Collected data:
• • • •

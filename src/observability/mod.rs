//! # Observability
//!
//! Observability modules for metrics and logging.
//!
//! - `metrics`: Prometheus metrics collection
//! - `logging`: tracing subscriber setup

pub mod logging;
pub mod metrics;

// Re-export for convenience
pub use logging::init_logging;
pub use metrics::*;
//! # Provider Modules
//!
//! Bucket store abstraction and its S3 implementation.
//!
//! The reconciler only talks to [`BucketStore`]; the S3 client is an
//! implementation detail of [`s3::S3BucketStore`].

use crate::crd::{BucketPolicy, BucketRegion};
use async_trait::async_trait;

#[cfg(test)]
use mockall::automock;

/// Store operations, used for error context and metric labels
#[derive(Debug, Clone, Copy, PartialEq, Eq)]
pub enum StoreOperation {
    CreateBucket,
    BucketExists,
    ComparePolicy,
    SetPolicy,
    DeleteBucket,
}

impl StoreOperation {
    #[must_use]
    pub fn as_str(&self) -> &'static str {
        match self {
            StoreOperation::CreateBucket => "create_bucket",
            StoreOperation::BucketExists => "bucket_exists",
            StoreOperation::ComparePolicy => "compare_bucket_policy",
            StoreOperation::SetPolicy => "set_bucket_policy",
            StoreOperation::DeleteBucket => "delete_bucket",
        }
    }
}

impl std::fmt::Display for StoreOperation {
    fn fmt(&self, f: &mut std::fmt::Formatter<'_>) -> std::fmt::Result {
        f.write_str(self.as_str())
    }
}

/// Failure reported by the bucket store
#[derive(Debug, thiserror::Error)]
#[error("{operation} failed for bucket '{bucket}': {source}")]
pub struct StoreError {
    pub operation: StoreOperation,
    pub bucket: String,
    #[source]
    pub source: Box<dyn std::error::Error + Send + Sync>,
}

impl StoreError {
    pub fn new(
        operation: StoreOperation,
        bucket: impl Into<String>,
        source: impl Into<Box<dyn std::error::Error + Send + Sync>>,
    ) -> Self {
        Self {
            operation,
            bucket: bucket.into(),
            source: source.into(),
        }
    }
}

/// Remote bucket store
///
/// Every call is a remote round-trip; the reconciler never caches results.
#[cfg_attr(test, automock)]
#[async_trait]
pub trait BucketStore: Send + Sync {
    /// Create a bucket for the resource `namespace/name` and return the
    /// generated remote name. `namespace` is empty for cluster-scoped resources.
    async fn create_bucket(
        &self,
        namespace: &str,
        name: &str,
        region: Option<BucketRegion>,
    ) -> Result<String, StoreError>;

    /// Whether the remote bucket currently exists
    async fn bucket_exists(&self, bucket: &str) -> Result<bool, StoreError>;

    /// Whether the bucket's current policy is semantically equal to `policy`
    async fn compare_bucket_policy(
        &self,
        bucket: &str,
        policy: BucketPolicy,
    ) -> Result<bool, StoreError>;

    /// Apply `policy`; [`BucketPolicy::None`] removes any existing policy
    async fn set_bucket_policy(&self, bucket: &str, policy: BucketPolicy)
        -> Result<(), StoreError>;

    /// Remove the bucket and its contents. A missing bucket is not an error.
    async fn delete_bucket(&self, bucket: &str) -> Result<(), StoreError>;
}

// Common utilities shared across store implementations
pub mod common;

// Store implementations
pub mod s3;

pub use s3::S3BucketStore;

• • • •

Aim of the task.
What lines in the data include the string "reconciler"? Copy each one.

Solved exercise.
//! The reconciler only talks to [`BucketStore`]; the S3 client is an
/// Every call is a remote round-trip; the reconciler never caches results.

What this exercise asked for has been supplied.